Work to be completed =>
Return all lines in the data where the string "await" can be found.

Information =>

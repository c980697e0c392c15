use {
    herald_notify::Error,
    secrecy::{ExposeSecret, Secret},
    serde::{Deserialize, Serialize},
};

/// Connection settings for a Mattermost bot account.
///
/// Rebuilt by the host from stored configuration on every invocation;
/// nothing here is cached between calls.
#[derive(Clone, Serialize, Deserialize)]
#[serde(default)]
pub struct ConnectionSettings {
    /// Mattermost domain name, without protocol or slashes.
    pub domain: String,

    /// Bot account username, typically "whmcs".
    pub bot_username: String,

    /// Bot access token, generated in the Integrations tab of Mattermost.
    #[serde(serialize_with = "serialize_secret")]
    pub bot_token: Secret<String>,
}

impl ConnectionSettings {
    /// Fail with a missing-settings error unless all three fields are
    /// non-empty. Runs before any API client is built, so incomplete
    /// settings never produce a network call.
    pub fn require_complete(&self) -> Result<(), Error> {
        if self.domain.is_empty()
            || self.bot_username.is_empty()
            || self.bot_token.expose_secret().is_empty()
        {
            return Err(Error::missing_settings(
                "Please provide the Mattermost domain name, bot username, and bot access token.",
            ));
        }
        Ok(())
    }
}

impl Default for ConnectionSettings {
    fn default() -> Self {
        Self {
            domain: String::new(),
            bot_username: String::new(),
            bot_token: Secret::new(String::new()),
        }
    }
}

impl std::fmt::Debug for ConnectionSettings {
    fn fmt(&self, f: &mut std::fmt::Formatter<'_>) -> std::fmt::Result {
        f.debug_struct("ConnectionSettings")
            .field("domain", &self.domain)
            .field("bot_username", &self.bot_username)
            .field("bot_token", &"[REDACTED]")
            .finish()
    }
}

fn serialize_secret<S: serde::Serializer>(
    secret: &Secret<String>,
    serializer: S,
) -> Result<S::Ok, S::Error> {
    serializer.serialize_str(secret.expose_secret())
}

#[allow(clippy::unwrap_used, clippy::expect_used)]
#[cfg(test)]
mod tests {
    use super::*;

    fn complete() -> ConnectionSettings {
        ConnectionSettings {
            domain: "chat.example.com".into(),
            bot_username: "whmcs".into(),
            bot_token: Secret::new("s3cret-value".into()),
        }
    }

    #[test]
    fn complete_settings_pass() {
        assert!(complete().require_complete().is_ok());
    }

    #[test]
    fn each_missing_field_fails() {
        for patch in [
            |s: &mut ConnectionSettings| s.domain.clear(),
            |s: &mut ConnectionSettings| s.bot_username.clear(),
            |s: &mut ConnectionSettings| s.bot_token = Secret::new(String::new()),
        ] {
            let mut settings = complete();
            patch(&mut settings);
            let err = settings.require_complete().unwrap_err();
            assert!(matches!(err, Error::MissingSettings { .. }));
        }
    }

    #[test]
    fn debug_redacts_token() {
        let rendered = format!("{:?}", complete());
        assert!(rendered.contains("[REDACTED]"));
        assert!(!rendered.contains("s3cret-value"));
    }

    #[test]
    fn deserializes_with_missing_fields_defaulted() {
        let settings: ConnectionSettings =
            serde_json::from_value(serde_json::json!({ "domain": "chat.example.com" })).unwrap();
        assert_eq!(settings.domain, "chat.example.com");
        assert!(settings.bot_username.is_empty());
        assert!(settings.require_complete().is_err());
    }
}
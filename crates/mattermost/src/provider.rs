//! Host-facing adapter implementing [`NotificationProvider`] for Mattermost.

use {
    async_trait::async_trait,
    herald_notify::{
        DynamicOption, FieldKind, FieldSpec, NotificationEvent, NotificationProvider, Result,
    },
};

use crate::{config::ConnectionSettings, directory, dispatch, validate};

/// Mattermost notification provider.
pub struct MattermostProvider;

impl MattermostProvider {
    fn parse_settings(settings: &serde_json::Value) -> Result<ConnectionSettings> {
        Ok(serde_json::from_value(settings.clone())?)
    }
}

#[async_trait]
impl NotificationProvider for MattermostProvider {
    fn id(&self) -> &str {
        "mattermost"
    }

    fn name(&self) -> &str {
        "Mattermost"
    }

    fn logo_file_name(&self) -> &str {
        "logo.png"
    }

    fn settings(&self) -> Vec<FieldSpec> {
        vec![
            FieldSpec::new("domain", "Mattermost Domain", FieldKind::Text)
                .with_description(
                    "Supply your Mattermost domain name without protocols or slashes.",
                )
                .required(),
            FieldSpec::new("bot_username", "Mattermost Bot Username", FieldKind::Text)
                .with_description("Enter the bot username. In most cases this should be whmcs.")
                .with_placeholder("whmcs")
                .required(),
            FieldSpec::new("bot_token", "Mattermost Bot Access Token", FieldKind::Password)
                .with_description("Can be generated in the Integrations tab of Mattermost.")
                .required(),
        ]
    }

    fn notification_settings(&self) -> Vec<FieldSpec> {
        vec![
            FieldSpec::new(directory::CHANNEL_FIELD, "Channel", FieldKind::Dynamic)
                .with_description("Select the desired channel for notification delivery.")
                .required(),
        ]
    }

    async fn test_connection(&self, settings: &serde_json::Value) -> Result<()> {
        let settings = Self::parse_settings(settings)?;
        validate::test_connection(&settings).await
    }

    async fn dynamic_field(
        &self,
        field_name: &str,
        settings: &serde_json::Value,
    ) -> Result<Vec<DynamicOption>> {
        // Unrecognized fields resolve to an empty list without touching the
        // network, so newer hosts can probe fields this version predates.
        if field_name != directory::CHANNEL_FIELD {
            return Ok(Vec::new());
        }
        let settings = Self::parse_settings(settings)?;
        directory::list_channels(&settings).await
    }

    async fn send(
        &self,
        settings: &serde_json::Value,
        rule_settings: &serde_json::Value,
        event: &NotificationEvent,
    ) -> Result<()> {
        let settings = Self::parse_settings(settings)?;
        let selection = rule_settings
            .get(directory::CHANNEL_FIELD)
            .and_then(serde_json::Value::as_str)
            .unwrap_or_default();
        dispatch::send(&settings, selection, event).await
    }
}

Response to the task =>
        validate::test_connection(&settings).await
        directory::list_channels(&settings).await
        dispatch::send(&settings, selection, event).await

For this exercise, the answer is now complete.